Les Deux’s strongest move in its Prince capsule is also its most telling: it refuses to dress the athlete and instead dresses the stands. The 17-piece limited release, which launched on May 18, 2026, translates Prince’s ’90s tennis heritage into a wardrobe built around retro track jackets, textured-knit polos, graphic tees, washed denim shorts and co-branded caps. Mathias H. put the point plainly in campaign language: “The match happens on the court. The culture’s built in the stands.”
That idea gives the collection its shape. Les Deux describes the line as clothing “made for the spectator,” and that framing matters because it keeps the capsule from collapsing into costume. The Prince Shiny Track Jacket is the clearest example of the brand’s best instincts at work: glossy technical fabric gives the piece the slick, court-side energy of a warm-up layer, but the cut and finish make it plausible with denim, loafers or sneakers off the baseline. The striped knits and intarsia polos do even more of the heavy lifting, because they carry the old tennis vocabulary without turning stale. Their texture and patterning feel lifted from a club archive, then sharpened for the street.

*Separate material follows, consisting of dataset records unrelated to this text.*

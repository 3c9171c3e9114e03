//! Binary crate for the `meteo` command-line dashboard.
//!
//! This crate focuses on:
//! - Parsing CLI arguments
//! - Interactive panel navigation and configuration
//! - Human-friendly output formatting

use clap::Parser;
use tracing_subscriber::{EnvFilter, fmt, layer::SubscriberExt, util::SubscriberInitExt};

mod app;
mod cli;
mod render;

/// Logs go to stderr so they never mix with rendered output.
fn init_tracing(verbose: bool) {
    let filter = if verbose {
        EnvFilter::new("debug")
    } else {
        EnvFilter::try_from_default_env().unwrap_or_else(|_| EnvFilter::new("warn"))
    };

    tracing_subscriber::registry()
        .with(filter)
        .with(fmt::layer().with_writer(std::io::stderr))
        .init();
}

#[tokio::main]
async fn main() -> anyhow::Result<()> {
    let cmd = cli::Cli::parse();
    init_tracing(cmd.verbose);
    cmd.run().await
}
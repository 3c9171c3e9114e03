//! Static request table: which host, path and fixed parameters each feature uses.

use super::FeatureKind;
use crate::{DomainQuery, config::ClimateConfig};

/// Open-Meteo serves each product family from its own host.
#[derive(Debug, Clone, Copy, PartialEq, Eq)]
pub enum Host {
    Geocoding,
    Forecast,
    Marine,
    AirQuality,
    Satellite,
    Flood,
    Climate,
}

#[derive(Debug, Clone, Copy, PartialEq, Eq)]
pub struct Endpoint {
    pub host: Host,
    pub path: &'static str,
    /// Requested fields, sent as-is after the coordinates.
    pub params: &'static [(&'static str, &'static str)],
    /// Page under <https://open-meteo.com/en/docs> describing the endpoint.
    pub docs_page: &'static str,
}

pub const GEOCODING: Endpoint = Endpoint {
    host: Host::Geocoding,
    path: "/v1/search",
    params: &[("format", "json")],
    docs_page: "geocoding-api",
};

pub const CLIMATE_MODELS: &[&str] = &[
    "CMCC_CM2_VHR4",
    "FGOALS_f3_H",
    "HiRAM_SIT_HR",
    "MRI_AGCM3_2_S",
    "EC_Earth3P_HR",
    "MPI_ESM1_2_XR",
    "NICAM16_8S",
];

impl FeatureKind {
    pub fn endpoint(&self) -> Endpoint {
        match self {
            FeatureKind::Marine => Endpoint {
                host: Host::Marine,
                path: "/v1/marine",
                params: &[
                    ("current", "wave_height,sea_surface_temperature"),
                    (
                        "hourly",
                        "wave_height,wave_direction,wind_wave_height,wind_wave_direction",
                    ),
                ],
                docs_page: "marine-weather-api",
            },
            FeatureKind::Weather => Endpoint {
                host: Host::Forecast,
                path: "/v1/forecast",
                params: &[
                    (
                        "daily",
                        "sunrise,sunset,weather_code,temperature_2m_max,temperature_2m_min,\
                         uv_index_max",
                    ),
                    (
                        "current",
                        "temperature_2m,relative_humidity_2m,is_day,wind_speed_10m,\
                         wind_direction_10m,rain,precipitation,pressure_msl,surface_pressure,\
                         cloud_cover,weather_code",
                    ),
                ],
                docs_page: "",
            },
            FeatureKind::AirQuality => Endpoint {
                host: Host::AirQuality,
                path: "/v1/air-quality",
                params: &[
                    ("hourly", "pm10,pm2_5"),
                    (
                        "current",
                        "ozone,uv_index,uv_index_clear_sky,european_aqi,us_aqi,carbon_monoxide,\
                         nitrogen_dioxide,sulphur_dioxide",
                    ),
                ],
                docs_page: "air-quality-api",
            },
            FeatureKind::Radiation => Endpoint {
                host: Host::Satellite,
                path: "/v1/archive",
                params: &[
                    (
                        "daily",
                        "sunrise,sunset,daylight_duration,sunshine_duration,\
                         shortwave_radiation_sum",
                    ),
                    (
                        "hourly",
                        "shortwave_radiation,direct_radiation,diffuse_radiation,\
                         direct_normal_irradiance,global_tilted_irradiance,terrestrial_radiation",
                    ),
                    ("models", "satellite_radiation_seamless"),
                ],
                docs_page: "satellite-radiation-api",
            },
            FeatureKind::Elevation => Endpoint {
                host: Host::Forecast,
                path: "/v1/elevation",
                params: &[],
                docs_page: "elevation-api",
            },
            FeatureKind::Flood => Endpoint {
                host: Host::Flood,
                path: "/v1/flood",
                params: &[(
                    "daily",
                    "river_discharge,river_discharge_mean,river_discharge_median,\
                     river_discharge_max,river_discharge_min,river_discharge_p25,\
                     river_discharge_p75",
                )],
                docs_page: "flood-api",
            },
            // start_date, end_date and models come from configuration.
            FeatureKind::Climate => Endpoint {
                host: Host::Climate,
                path: "/v1/climate",
                params: &[(
                    "daily",
                    "temperature_2m_mean,wind_speed_10m_mean,cloud_cover_mean,\
                     shortwave_radiation_sum,relative_humidity_2m_mean,dew_point_2m_mean,\
                     rain_sum,soil_moisture_0_to_10cm_mean",
                )],
                docs_page: "climate-api",
            },
        }
    }
}

/// Query string for a feature request: coordinates, the climate range and
/// models from configuration, then the static field lists.
pub fn request_params(query: &DomainQuery, climate: &ClimateConfig) -> Vec<(&'static str, String)> {
    let mut params = vec![
        ("latitude", query.latitude.to_string()),
        ("longitude", query.longitude.to_string()),
    ];

    if query.kind == FeatureKind::Climate {
        params.push(("start_date", climate.start_date.format("%Y-%m-%d").to_string()));
        params.push(("end_date", climate.end_date.format("%Y-%m-%d").to_string()));
        params.push(("models", climate.models.join(",")));
    }

    params.extend(query.kind.endpoint().params.iter().map(|(k, v)| (*k, v.to_string())));
    params
}

/// Link to the Open-Meteo documentation page preloaded with the same request.
pub fn docs_url(query: &DomainQuery, climate: &ClimateConfig) -> String {
    let page = query.kind.endpoint().docs_page;
    let params = request_params(query, climate)
        .into_iter()
        .map(|(k, v)| format!("{k}={v}"))
        .collect::<Vec<_>>()
        .join("&");

    if page.is_empty() {
        format!("https://open-meteo.com/en/docs?{params}")
    } else {
        format!("https://open-meteo.com/en/docs/{page}?{params}")
    }
}
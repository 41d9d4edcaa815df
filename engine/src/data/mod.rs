// Market data sources and the retrying fetcher.
pub mod csv_source;
pub mod kucoin;
pub mod market_data;

pub use market_data::{CandleSeries, MarketDataFetcher, OhlcvRow, OhlcvSource};
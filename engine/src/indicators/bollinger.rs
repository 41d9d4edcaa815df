// Bollinger Bands: rolling mean +/- k rolling standard deviations of the close.
use super::{rolling, rolling_mean, sample_std, IndicatorCalculator};
use serde_json::Value;
use shared::models::Candle;

/// Rolling sample standard deviation of the close.
pub struct RollingStd {
    name: String,
    period: usize,
}

impl RollingStd {
    pub fn new(period: usize) -> Self {
        Self {
            name: format!("STD({})", period),
            period,
        }
    }
}

impl IndicatorCalculator for RollingStd {
    fn name(&self) -> &str {
        &self.name
    }

    fn parameters(&self) -> Value {
        serde_json::json!({ "period": self.period })
    }

    fn calculate(&self, data: &[Candle]) -> Vec<Option<f64>> {
        let closes: Vec<Option<f64>> = data.iter().map(|c| Some(c.close)).collect();
        rolling(&closes, self.period, sample_std)
            .into_iter()
            .map(|v| v.filter(|s| s.is_finite()))
            .collect()
    }
}

#[derive(Debug, Clone, PartialEq)]
pub struct BollingerBands {
    pub rolling_mean: Vec<Option<f64>>,
    pub rolling_std: Vec<Option<f64>>,
    pub upper: Vec<Option<f64>>,
    pub lower: Vec<Option<f64>>,
}

pub fn bollinger_bands(data: &[Candle], window: usize, num_std_dev: f64) -> BollingerBands {
    let closes: Vec<f64> = data.iter().map(|c| c.close).collect();
    let rolling_mean = rolling_mean(&closes, window);
    let rolling_std = RollingStd::new(window).calculate(data);

    let band = |sign: f64| -> Vec<Option<f64>> {
        rolling_mean
            .iter()
            .zip(rolling_std.iter())
            .map(|(m, s)| Some((*m)? + sign * (*s)? * num_std_dev))
            .collect()
    };
    let upper = band(1.0);
    let lower = band(-1.0);

    BollingerBands {
        rolling_mean,
        rolling_std,
        upper,
        lower,
    }
}
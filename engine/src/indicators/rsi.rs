// Relative Strength Index (RSI) indicator implementation
use super::{mean, rolling, IndicatorCalculator};
use serde_json::Value;
use shared::models::Candle;

/// Keeps RS finite when the window holds no losses.
pub const RSI_EPSILON: f64 = 1e-10;
pub const OVERSOLD: f64 = 30.0;
pub const OVERBOUGHT: f64 = 70.0;

pub struct Rsi {
    name: String,
    period: usize,
}

impl Rsi {
    pub fn new(period: usize) -> Self {
        Self {
            name: format!("RSI({})", period),
            period,
        }
    }
}

impl IndicatorCalculator for Rsi {
    fn name(&self) -> &str {
        &self.name
    }

    fn parameters(&self) -> Value {
        serde_json::json!({ "period": self.period, "oversold": OVERSOLD, "overbought": OVERBOUGHT })
    }

    // Simple rolling averages of gains and losses, not Wilder's smoothing.
    fn calculate(&self, data: &[Candle]) -> Vec<Option<f64>> {
        // The first candle has no previous close; it counts as neither gain nor loss.
        let deltas: Vec<f64> = (0..data.len())
            .map(|i| if i == 0 { 0.0 } else { data[i].close - data[i - 1].close })
            .collect();
        let gains: Vec<Option<f64>> = deltas.iter().map(|d| Some(d.max(0.0))).collect();
        let losses: Vec<Option<f64>> = deltas.iter().map(|d| Some((-d).max(0.0))).collect();

        let avg_gain = rolling(&gains, self.period, mean);
        let avg_loss = rolling(&losses, self.period, mean);

        avg_gain
            .iter()
            .zip(avg_loss.iter())
            .map(|(gain, loss)| {
                let rs = (*gain)? / ((*loss)? + RSI_EPSILON);
                Some(100.0 - 100.0 / (1.0 + rs))
            })
            .collect()
    }
}
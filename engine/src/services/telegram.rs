// Telegram Bot API as a `MessageSender`.
use async_trait::async_trait;
use serde::Deserialize;
use std::time::Duration;

use super::notifier::MessageSender;
use crate::config::TelegramSettings;
use crate::error::EngineError;

#[derive(Debug, Deserialize)]
struct SendMessageResponse {
    ok: bool,
    #[serde(default)]
    error_code: Option<i64>,
    #[serde(default)]
    description: Option<String>,
}

pub struct TelegramClient {
    http: reqwest::Client,
    endpoint: String,
}

impl TelegramClient {
    pub fn new(settings: &TelegramSettings) -> Result<Self, EngineError> {
        let http = reqwest::Client::builder().timeout(Duration::from_secs(15)).build()?;
        Ok(TelegramClient {
            http,
            endpoint: format!("{}/bot{}/sendMessage", settings.base_url.trim_end_matches('/'), settings.bot_token),
        })
    }
}

/// Telegram answers `{"ok": false, ...}` for rejected messages, sometimes with a 2xx status.
pub fn check_send_response(body: &str) -> Result<(), EngineError> {
    let response: SendMessageResponse = serde_json::from_str(body)?;
    if response.ok {
        Ok(())
    } else {
        Err(EngineError::NotificationError(format!(
            "Telegram error {}: {}",
            response.error_code.unwrap_or_default(),
            response.description.unwrap_or_else(|| "no description".to_string())
        )))
    }
}

#[async_trait]
impl MessageSender for TelegramClient {
    async fn send_message(&self, chat_id: &str, text: &str) -> Result<(), EngineError> {
        let response = self
            .http
            .post(&self.endpoint)
            .json(&serde_json::json!({ "chat_id": chat_id, "text": text }))
            .send()
            .await
            // The URL embeds the bot token; keep it out of error messages.
            .map_err(|e| EngineError::from(e.without_url()))?;
        let body = response.text().await.map_err(|e| EngineError::from(e.without_url()))?;
        check_send_response(&body)
    }
}
// Risk-management arithmetic for signal sections.
use shared::models::Direction;

/// Targets sit a fixed 2% away from entry, independent of the stop-loss distance.
pub const TARGET_MOVE_PCT: f64 = 2.0;

/// Below entry for a buy, above entry for a sell.
pub fn calculate_stop_loss(entry_price: f64, stop_loss_pct: f64, direction: Direction) -> f64 {
    match direction {
        Direction::Buy => entry_price * (1.0 - stop_loss_pct / 100.0),
        Direction::Sell => entry_price * (1.0 + stop_loss_pct / 100.0),
    }
}

pub fn calculate_target_price(entry_price: f64, direction: Direction) -> f64 {
    match direction {
        Direction::Buy => entry_price * (1.0 + TARGET_MOVE_PCT / 100.0),
        Direction::Sell => entry_price * (1.0 - TARGET_MOVE_PCT / 100.0),
    }
}

/// `None` when entry and stop loss coincide.
pub fn calculate_risk_to_reward(entry_price: f64, stop_loss: f64, target_price: f64) -> Option<f64> {
    let risk = entry_price - stop_loss;
    let reward = target_price - entry_price;
    if risk == 0.0 {
        None
    } else {
        Some(reward / risk)
    }
}

pub fn calculate_trade_size(total_balance: f64, risk_percentage: f64) -> f64 {
    total_balance * risk_percentage / 100.0
}

#[cfg(test)]
mod tests {
    use super::*;

    #[test]
    fn test_stop_loss_sides() {
        assert!((calculate_stop_loss(100.0, 2.0, Direction::Buy) - 98.0).abs() < 1e-9);
        assert!((calculate_stop_loss(100.0, 2.0, Direction::Sell) - 102.0).abs() < 1e-9);
    }

    #[test]
    fn test_target_price_sides() {
        assert!((calculate_target_price(100.0, Direction::Buy) - 102.0).abs() < 1e-9);
        assert!((calculate_target_price(100.0, Direction::Sell) - 98.0).abs() < 1e-9);
    }

    #[test]
    fn test_risk_to_reward() {
        let ratio = calculate_risk_to_reward(100.0, 99.0, 102.0).unwrap();
        assert!((ratio - 2.0).abs() < 1e-9);
        // sell side: negative reward over negative risk
        let ratio = calculate_risk_to_reward(100.0, 101.0, 98.0).unwrap();
        assert!((ratio - 2.0).abs() < 1e-9);
    }

    #[test]
    fn test_zero_risk_has_no_ratio() {
        assert_eq!(calculate_risk_to_reward(100.0, 100.0, 102.0), None);
    }

    #[test]
    fn test_trade_size() {
        assert_eq!(calculate_trade_size(10_000.0, 2.0), 200.0);
    }
}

The capsule’s smarter pieces are the ones that treat heritage as a material language, not a logo exercise. Les Deux says it reworked “the codes of the game” using shiny technical fabrics, textured knits and archive-derived graphic tees, and that blend is what separates the collection from lazy retro pastiche. The washed denim shorts and caps keep the proposition grounded, the kind of items that can slip into a normal rotation rather than sit on a rack looking like memorabilia. Even the co-branded headwear reads less like souvenir merch than a finishing touch for a summer uniform.

Prince’s own legacy gives the collaboration more weight than a simple tennis reference. The Prince Estate says its role is to preserve Prince’s legacy and explore his place in today’s cultural landscape, and Les Deux taps that broader cultural arc rather than staying trapped in sports nostalgia. Early access opened 24 hours before the drop, and some product listings marked the capsule as limited edition with limited quantities and no restocks, which only heightened the sense of scarcity around the release. Still, the collection’s real value is not in the rarity. It is in how confidently it turns court codes into wearable streetwear staples, with the track jacket, polos and knits carrying the Prince legacy far better than any purely retro gesture could.
This article was produced by Prism’s automated news system from verified source data, official records, and press releases, then run through automated quality and moderation checks before publishing. The system is built and supervised by the people who set the standards it runs under. Read our full AI policy.